[Task to carry out]: Write out exactly the lines from the first line of the records below through the line that contains "pub mod utils;", and stop there.

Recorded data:
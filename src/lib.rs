use image::{ DynamicImage, GrayImage, GenericImageView };
use imageproc::rect::Rect;
use log::info;

use std::cell::Cell;
use std::fs;
use std::path::Path;

use candidate::describe;
use config::DetectParams;
use error::LprError;
use ocr::PlateReader;
use utils::Viewer;

pub mod candidate;
pub mod config;
pub mod error;
pub mod image_process;
pub mod ocr;
pub mod utils;


/// A plate region found in a photo.
#[derive(Debug, Clone)]
pub struct Located {
    pub rect: Rect,
    pub plate: DynamicImage,
    /// Enlarged and binarized crop, ready for OCR.
    pub processed: GrayImage,
}

#[derive(Debug, Clone)]
pub struct Recognition {
    pub rect: Rect,
    /// Text read from the processed crop held in memory.
    pub buffer_text: String,
    /// Text read back from the saved crop as one line.
    pub line_text: String,
    pub plate_number: Option<String>,
}

pub struct Lpr {
    params: DetectParams,
    viewer: Viewer,
    contours: Cell<usize>,
}

impl Lpr {

    pub fn new(params: DetectParams, viewer: Viewer) -> Self {
        Lpr { params, viewer, contours: Cell::new(0) }
    }

    /// Contours found by the last `locate`, 0 before the first run.
    pub fn contour_count(&self) -> usize {
        self.contours.get()
    }

    /// Find the plate in one image. `Ok(None)` when nothing looks like a plate.
    pub fn locate(&self, img: &DynamicImage) -> Result<Option<Located>, LprError> {
        let params = &self.params;
        let viewer = &self.viewer;
        viewer.show("Original Image", img)?;

        let gray = image_process::to_gray(img);
        viewer.show("Gray Image", &DynamicImage::ImageLuma8(gray.clone()))?;

        let blurred = image_process::blur(&gray, params.blur_kernel);
        viewer.show("Blurred Image", &DynamicImage::ImageLuma8(blurred.clone()))?;

        let edge_img = image_process::detect_edges(&blurred, params.canny_low, params.canny_high);
        viewer.show("Edge Detection", &DynamicImage::ImageLuma8(edge_img.clone()))?;

        let (contour_count, rects) = image_process::contour_bounding_rects(&edge_img, params.approx_epsilon);
        self.contours.set(contour_count);
        info!("Detected contours: {}", contour_count);

        let selection = candidate::select_plate(&rects, img.dimensions(), params);
        let drawing = image_process::draw_rects(edge_img.dimensions(), &selection.filtered);
        viewer.show("Filtered Rectangles", &DynamicImage::ImageRgb8(drawing))?;

        if selection.filtered.is_empty() {
            info!("No suitable plate candidate found!");
            return Ok(None);
        }
        info!("Filtered Rectangles: {}", selection.filtered.len());
        for rect in &selection.filtered {
            info!("Filtered Rect: {}", describe(rect));
        }

        info!("Grouped Rectangles: {}", selection.groups.len());
        for (i, group) in selection.groups.iter().enumerate() {
            info!("Group {} - Size: {}", i + 1, group.len());
            for rect in group {
                info!("Rect: {}", describe(rect));
            }
        }

        info!("Valid Groups: {}", selection.valid.len());
        for rect in selection.valid.iter().flatten() {
            info!("Valid Rect: {}", describe(rect));
        }

        info!("Final Candidates: {}", selection.candidates.len());
        let (enclosing, rect) = match (selection.enclosing, selection.plate) {
            (Some(enclosing), Some(rect)) => (enclosing, rect),
            _ => {
                info!("No valid plate candidate found!");
                return Ok(None);
            }
        };
        for rect in &selection.candidates {
            info!("Rect: {}", describe(rect));
        }
        info!("Bounding Rect computed: {}", describe(&enclosing));
        info!("Plate Rect: {}", describe(&rect));

        let plate = image_process::crop(img, rect);
        viewer.show("Final Plate Candidate", &plate)?;

        let processed = image_process::prepare_for_ocr(&plate, params);
        viewer.show("Processed Plate", &DynamicImage::ImageLuma8(processed.clone()))?;

        Ok(Some(Located { rect, plate, processed }))
    }

    /// Locate the plate, save the processed crop to `processed_path` and
    /// read it twice: once from memory, once back from the file.
    pub fn recognize(&self, img: &DynamicImage, reader: &mut PlateReader, processed_path: impl AsRef<Path>)
        -> Result<Option<Recognition>, LprError>
    {
        let processed_path = processed_path.as_ref();
        let located = match self.locate(img)? {
            Some(located) => located,
            None => return Ok(None),
        };
        if let Some(dir) = processed_path.parent().filter(|dir| !dir.as_os_str().is_empty()) {
            fs::create_dir_all(dir)?;
        }
        located.processed.save(processed_path)?;

        let buffer_text = reader.read_buffer(&located.processed)?;
        info!("Detected Plate Text: {}", buffer_text);

        let saved = image::open(processed_path)?;
        let preview = image_process::enlarge(&saved, self.params.preview_scale);
        self.viewer.show("EnlargedCarPlate", &preview)?;

        let line_text = reader.read_file(processed_path)?;
        let plate_number = ocr::extract_plate_number(&line_text);
        Ok(Some(Recognition { rect: located.rect, buffer_text, line_text, plate_number }))
    }
}


#[cfg(test)]
mod test {

    use image::{ DynamicImage, Rgb, RgbImage };
    use imageproc::{ drawing, rect::Rect };

    use std::error::Error;

    use super::Lpr;
    use crate::config::DetectParams;
    use crate::utils::Viewer;

    const CHAR_X0: i32 = 100;
    const CHAR_STEP: i32 = 24;
    const CHAR_Y: i32 = 80;

    /// Seven dark character blocks on a light plate on a mid gray car.
    fn synthetic_car() -> DynamicImage {
        let mut img = RgbImage::from_pixel(400, 200, Rgb([120, 120, 120]));
        drawing::draw_filled_rect_mut(&mut img, Rect::at(80, 60).of_size(190, 60), Rgb([250, 250, 250]));
        for i in 0..7 {
            let rect = Rect::at(CHAR_X0 + CHAR_STEP * i, CHAR_Y).of_size(12, 20);
            drawing::draw_filled_rect_mut(&mut img, rect, Rgb([10, 10, 10]));
        }
        DynamicImage::ImageRgb8(img)
    }

    #[test]
    fn locate_plate_in_synthetic_image() -> Result<(), Box<dyn Error>> {
        let lpr = Lpr::new(DetectParams::default(), Viewer::silent());
        let located = lpr.locate(&synthetic_car())?.ok_or("no plate found")?;
        let rect = located.rect;
        let last_right = CHAR_X0 + CHAR_STEP * 6 + 11;
        assert!(rect.left() <= CHAR_X0 && rect.right() >= last_right, "{:?}", rect);
        assert!(rect.top() <= CHAR_Y && rect.bottom() >= CHAR_Y + 19, "{:?}", rect);
        assert!(rect.right() < 400 && rect.bottom() < 200);
        assert_eq!(located.plate.width(), rect.width());
        assert_eq!(located.processed.width(), rect.width() * 3);
        assert_eq!(located.processed.height(), rect.height() * 3);
        // seven character outlines plus the plate border at least
        assert!(lpr.contour_count() >= 8, "{}", lpr.contour_count());
        Ok(())
    }

    #[test]
    fn blank_image_has_no_plate() -> Result<(), Box<dyn Error>> {
        let lpr = Lpr::new(DetectParams::default(), Viewer::silent());
        let img = DynamicImage::ImageRgb8(RgbImage::from_pixel(320, 240, Rgb([60, 60, 60])));
        assert!(lpr.locate(&img)?.is_none());
        assert_eq!(lpr.contour_count(), 0);
        Ok(())
    }

    #[cfg(not(feature = "display-window"))]
    #[test]
    fn every_stage_is_shown() -> Result<(), Box<dyn Error>> {
        let dir = tempfile::tempdir()?;
        let lpr = Lpr::new(DetectParams::default(), Viewer::new(Some(dir.path().to_path_buf())));
        lpr.locate(&synthetic_car())?.ok_or("no plate found")?;
        assert_eq!(lpr.viewer.shown(), 7);
        assert!(dir.path().join("07-processed-plate.png").exists());
        Ok(())
    }
}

[Task answer]:
filename src/lib.rs
use image::{ DynamicImage, GrayImage, GenericImageView };
use imageproc::rect::Rect;
use log::info;

use std::cell::Cell;
use std::fs;
use std::path::Path;

use candidate::describe;
use config::DetectParams;
use error::LprError;
use ocr::PlateReader;
use utils::Viewer;

pub mod candidate;
pub mod config;
pub mod error;
pub mod image_process;
pub mod ocr;
pub mod utils;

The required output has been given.